Ayn Rand

Anne

Senior Member
We watched the documentary on 'the history of Atlas Shrugged' last night, and I'd highly recommend it if you haven't seen it or read her books. I've not read the book, but hope to in the future.
Amazing that she could see what was happening in this country so many decades ago, and she was spot-on with her predictions, as well. I've often wondered where we were going to end up, with more and more problems, government solutions & bail-outs, and we end up worse for all the 'help' - Hegelian Dialectic??

You can help people, but only help so much...eventually they start expecting more (because, after all, you have more; you should share it), and you should feel damned guilty if you aren't willing to keep it up....you selfish, horrid sinner. I'm sure we've all known people who think that way.

Volunteer work: Not a thing wrong with it, but now kids in school are bagging up lunches for those who won't eat over the weekend otherwise. I know if you are above a certain income, you might not get help, but there are so many right in this area who just can't make it, but they and the kids have home computers, cell phones, ipods, etc, etc. Is that all necessary?? I don't know, to be honest.

It has seemed more to me over the years that our own desire and motivation for a better life has been slowly undermined, to the point that we are so complacent it doesn't matter. For me, I feel I no longer have time to change much, but getting the younger people's attention might be the way to go for us.

Maybe I'm just ranting..if so, thanks for listening. :)
 

I read Atlas Shrugged when I was around 15. I'd just started work and read it on the bus, on lunch breaks, and went to sleep on it until I finished it. It was a kind of epiphany to me. It was one of those 'landmark' books that are life, or thought changing.
It stated pretty much the attitudes I'd encountered in people I admired and explained why I admired them. I 'got' it. They weren't rich people, they were self reliant and pragmatic people. They were people who supported themselves and their own and took pride in it. They were charitable people but dispensed charity only to those they considered deserving. I read it again around 25 years later and it still 'nailed it' and doubtless still does today.

Atlas Shrugged in recent years has been turned into a book that we are hardly game to admit having read. The PC entitlement addicts, the ones who scream about the 1%ers, well... they go ballistic about Ayn Rand, and about anyone who 'got' her books. In their judgement she was a frothing Fascist/Plutocratic threat to the working/shirking class. She was bane to socialists.
I just presume they didn't 'get' it, or more likely didn't want to.

But they're wrong if they think it turned people into right wing Gordon Gekkos, it didn't, I was still young and silly enough to believe in voting for the 'workers Party'. I saw no problem back then in applying her way of thinking to the lives of any class. It was only many years later when it became the 'shirkers Party', and I saw her views becoming reality, that I began to list to starboard politically.

Just as did many sci-fi writers, she could deduce the course of the future. Unlike most she could lay out the whys of how it would unfold in readable form. Read it. Don't watch that TV show they made of it, I haven't seen it but no movie ever can catch the nuances of a well written book.

I read the Fountainhead too, the movie caught a little of it but missed most of the points.

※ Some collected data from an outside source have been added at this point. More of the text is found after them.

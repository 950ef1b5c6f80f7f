use serde::{Deserialize, Serialize};

use super::types::{RustType, SqlType};

/// A table as found in the database.
#[derive(Debug, Clone, PartialEq, Eq, Serialize, Deserialize)]
pub struct TableSchema {
    /// Table name.
    pub name: String,

    /// Columns in ordinal order.
    pub columns: Vec<ColumnSchema>,
}

impl TableSchema {
    /// Create a table with no columns.
    pub fn new(name: impl Into<String>) -> Self {
        Self {
            name: name.into(),
            columns: Vec::new(),
        }
    }

    /// Append a column, builder style.
    pub fn with_column(mut self, column: ColumnSchema) -> Self {
        self.columns.push(column);
        self
    }

    /// Primary key columns in ordinal order.
    pub fn primary_key(&self) -> impl Iterator<Item = &ColumnSchema> {
        self.columns.iter().filter(|c| c.primary_key)
    }
}

/// A column as found in the database.
#[derive(Debug, Clone, PartialEq, Eq, Serialize, Deserialize)]
pub struct ColumnSchema {
    /// Column name.
    pub name: String,

    /// SQL type.
    pub sql_type: SqlType,

    /// Whether the column accepts NULL.
    pub nullable: bool,

    /// Default value expression (SQL).
    pub default: Option<String>,

    /// Whether the column is part of the primary key.
    pub primary_key: bool,
}

impl ColumnSchema {
    /// Create a NOT NULL column without a default.
    pub fn new(name: impl Into<String>, sql_type: SqlType) -> Self {
        Self {
            name: name.into(),
            sql_type,
            nullable: false,
            default: None,
            primary_key: false,
        }
    }

    /// Mark the column nullable.
    pub fn as_nullable(mut self) -> Self {
        self.nullable = true;
        self
    }

    /// Mark the column as (part of) the primary key.
    pub fn as_primary_key(mut self) -> Self {
        self.primary_key = true;
        self
    }

    /// Set the default expression.
    pub fn with_default(mut self, default: impl Into<String>) -> Self {
        self.default = Some(default.into());
        self
    }

    /// The Rust type a row decoder needs for this column.
    pub fn rust_type(&self) -> RustType {
        let base = RustType::from_sql_type(&self.sql_type);
        if self.nullable {
            RustType::Option(Box::new(base))
        } else {
            base
        }
    }
}
use anyhow::{Context, Result};
use clap::Parser;
use console::style;
use sqlx::PgPool;

use stepwise_codegen::ModelGenerator;
use stepwise_core::config::StepwiseConfig;
use stepwise_core::error::StepwiseError;
use stepwise_core::migration::MigrationRegistry;
use stepwise_runtime::db;

use super::{connect, migrator, resolve};
use crate::app::Outcome;

/// Generate Rust models from the database schema.
///
/// Pending migrations are applied first so the models match the registry.
#[derive(Parser)]
pub struct GenCommand {
    /// Database connection URL.
    #[arg(long, env = "DATABASE_URL", hide_env_values = true)]
    pub db_url: Option<String>,

    /// Output directory for generated models. Its contents are replaced.
    #[arg(long)]
    pub out: Option<String>,
}

impl GenCommand {
    pub async fn execute(
        self,
        registry: &MigrationRegistry<PgPool>,
        config: &StepwiseConfig,
    ) -> Result<Outcome> {
        let out = self
            .out
            .as_deref()
            .or(config.codegen.out.as_deref())
            .map(str::trim)
            .filter(|out| !out.is_empty())
            .map(String::from)
            .ok_or_else(|| {
                StepwiseError::InvalidArgument(
                    "out is required: pass --out or set [codegen] out in stepwise.toml".into(),
                )
            })?;

        let url = resolve(
            self.db_url.as_deref(),
            config.database.url.as_deref(),
            "db-url",
            "DATABASE_URL",
        )?;
        let db = connect(&url, config).await?;

        let applied = migrator(&db, registry, config)?
            .migrate()
            .await
            .context("failed to migrate before generating models")?;
        if !applied.is_empty() {
            println!(
                "{} Applied {} pending migration(s) first",
                style("🆕").cyan(),
                applied.len()
            );
        }

        let tables = db::introspect_tables(db.pool()).await?;
        let names: Vec<&str> = tables.iter().map(|t| t.name.as_str()).collect();
        println!("Generating models for tables: {}", names.join(", "));

        ModelGenerator::new(&out)
            .generate(&tables)
            .context("failed to generate models")?;

        println!("{} Models generated in: {}", style("✅").green(), out);
        println!("{} Model generation complete.", style("🎉").bold());

        db.close().await;
        Ok(Outcome::Exit)
    }
}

I found that just as illuminating on different subjects. It was hard going but tackled somewhat intangible subjects and philosophies that are difficult to express. Had they been laid out as a thesis they would have been overlooked and boring.
Expressing her ideas woven into the fabric of good 'fat' stories is a talent indeed. That girl could write!

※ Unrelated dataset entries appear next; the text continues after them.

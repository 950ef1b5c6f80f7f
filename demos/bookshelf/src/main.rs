//! Bookshelf - a small service that manages its schema with stepwise.
//!
//! ```text
//! bookshelf up            # apply pending migrations and exit
//! bookshelf up --no-exit  # apply pending migrations, then serve
//! bookshelf down --all    # roll everything back
//! bookshelf               # serve
//! ```

mod migrations;

use anyhow::Result;
use axum::routing::get;
use axum::Router;
use stepwise::Stepwise;
use tokio::net::TcpListener;
use tracing::info;

#[tokio::main]
async fn main() -> Result<()> {
    if Stepwise::new(migrations::registry()).run().await?.should_exit() {
        return Ok(());
    }

    let addr = std::env::var("BOOKSHELF_ADDR").unwrap_or_else(|_| "0.0.0.0:8080".to_string());
    let listener = TcpListener::bind(&addr).await?;
    info!("Server starting on {}", addr);
    info!("Visit http://{}/ping to test", addr);

    axum::serve(listener, router()).await?;
    Ok(())
}

fn router() -> Router {
    Router::new().route("/ping", get(ping))
}

async fn ping() -> &'static str {
    "pong"
}

#[cfg(test)]
mod tests {
    use super::*;

    #[tokio::test]
    async fn test_ping() {
        assert_eq!(ping().await, "pong");
    }

    #[tokio::test]
    async fn test_serves_ping() {
        let listener = TcpListener::bind("127.0.0.1:0").await.unwrap();
        let addr = listener.local_addr().unwrap();
        tokio::spawn(async move { axum::serve(listener, router()).await.unwrap() });

        let mut stream = tokio::net::TcpStream::connect(addr).await.unwrap();
        use tokio::io::{AsyncReadExt, AsyncWriteExt};
        stream
            .write_all(b"GET /ping HTTP/1.1\r\nHost: localhost\r\nConnection: close\r\n\r\n")
            .await
            .unwrap();
        let mut response = String::new();
        stream.read_to_string(&mut response).await.unwrap();

        assert!(response.starts_with("HTTP/1.1 200"));
        assert!(response.ends_with("pong"));
    }
}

I saw a doco about Ayn Rand around 6 months ago here but don't know if it was the same one. She was a very strange woman, and somewhat flawed in character perhaps, but aren't we all?. Bigger thinkers may have bigger flaws, doesn't change the logic in what she wrote though.
 
When you read or hear about what others had predicted for the future, and in many cases has born fruit, in to-day's world you get the feeling, Nero fiddled while Rome burned.
 

DI, I guessed you would be one of the ones who were very familiar with her work; as you tend to 'think outside the box', so to speak. Kudos to you for having the wisdom to read her books at such a young impressionable age. I think she was mentioned when we were in high school, but only briefly; I do wish they would make her books mandatory reading material in schools; or at least discuss the subject in depth....not likely in government schools, however, and if they did, she might not be put in favorable light.
According to the story, she wrote two or three books, and still the majority didn't 'get' her message; it was with Atlas Shrugged that people started to think, "Wait a minute", something's going on here that I haven't seen. Seems the worse things get, the more popular her books get, especially with college students...that's a good start if they learn to apply the lessons. The younger set say that older people are not interested; that we've 'given up'. Perhaps that's true in a way, as what changes can we make; at least that's how I see it.

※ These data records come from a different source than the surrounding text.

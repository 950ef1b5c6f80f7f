pub mod config;
pub mod error;
pub mod migration;
pub mod schema;

#[cfg(any(test, feature = "testing"))]
pub mod testing;

pub use config::StepwiseConfig;
pub use error::{Result, StepwiseError};
pub use migration::{Migration, MigrationRegistry};
pub use schema::{ColumnSchema, RustType, SqlType, TableSchema};
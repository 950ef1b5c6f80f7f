pub mod admin;
mod introspect;
mod pool;

pub use admin::{create_database, delete_database, drop_tables, quote_ident, DatabaseChange};
pub use introspect::introspect_tables;
pub use pool::Database;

If they could be reached at an even younger age, what a difference that might make. But, they are so pre-occupied with their music, award shows, etc., that it's hard to get them talking about these 'dry' subjects - yep; reminds me of myself at that age...altho I did hear plenty of political discussions from my parents and their peers.

You are correct, Fern. One wonders what will be happening a few decades down the line.